» **YOUR INSTRUCTIONS**
Make a tally of the lines in the records that include the string "source", and give only that number.

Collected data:
▬▬▬▬▬▬
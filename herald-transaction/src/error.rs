//! Transaction error types.

use thiserror::Error;

/// Result type for transaction operations.
pub type Result<T> = std::result::Result<T, TransactionError>;

/// Transaction errors.
#[derive(Error, Debug)]
pub enum TransactionError {
    /// The underlying store rejected an operation.
    #[error("Store error: {0}")]
    Store(String),

    /// A registered participant failed.
    #[error("Participant '{key}' failed: {source}")]
    Participant {
        key: String,
        #[source]
        source: Box<TransactionError>,
    },

    /// Commit attempted after the context was rolled back.
    #[error("Cannot commit a transaction that has already been rolled back")]
    AlreadyRolledBack,

    /// Participant registered after the context reached a terminal state.
    #[error("Transaction context is already {0}")]
    Closed(&'static str),

    /// A participant exists under the key but has a different type.
    #[error("Participant '{key}' is not a {expected}")]
    ParticipantType { key: String, expected: &'static str },

    /// The session was already released.
    #[error("Session already ended")]
    SessionEnded,
}

impl TransactionError {
    /// Create a store error.
    pub fn store(message: impl Into<String>) -> Self {
        Self::Store(message.into())
    }

    /// Wrap an error with the key of the participant that produced it.
    pub fn participant(key: impl Into<String>, source: TransactionError) -> Self {
        Self::Participant {
            key: key.into(),
            source: Box::new(source),
        }
    }
}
▬▬▬▬▬▬
» **YOUR RESPONSE**
5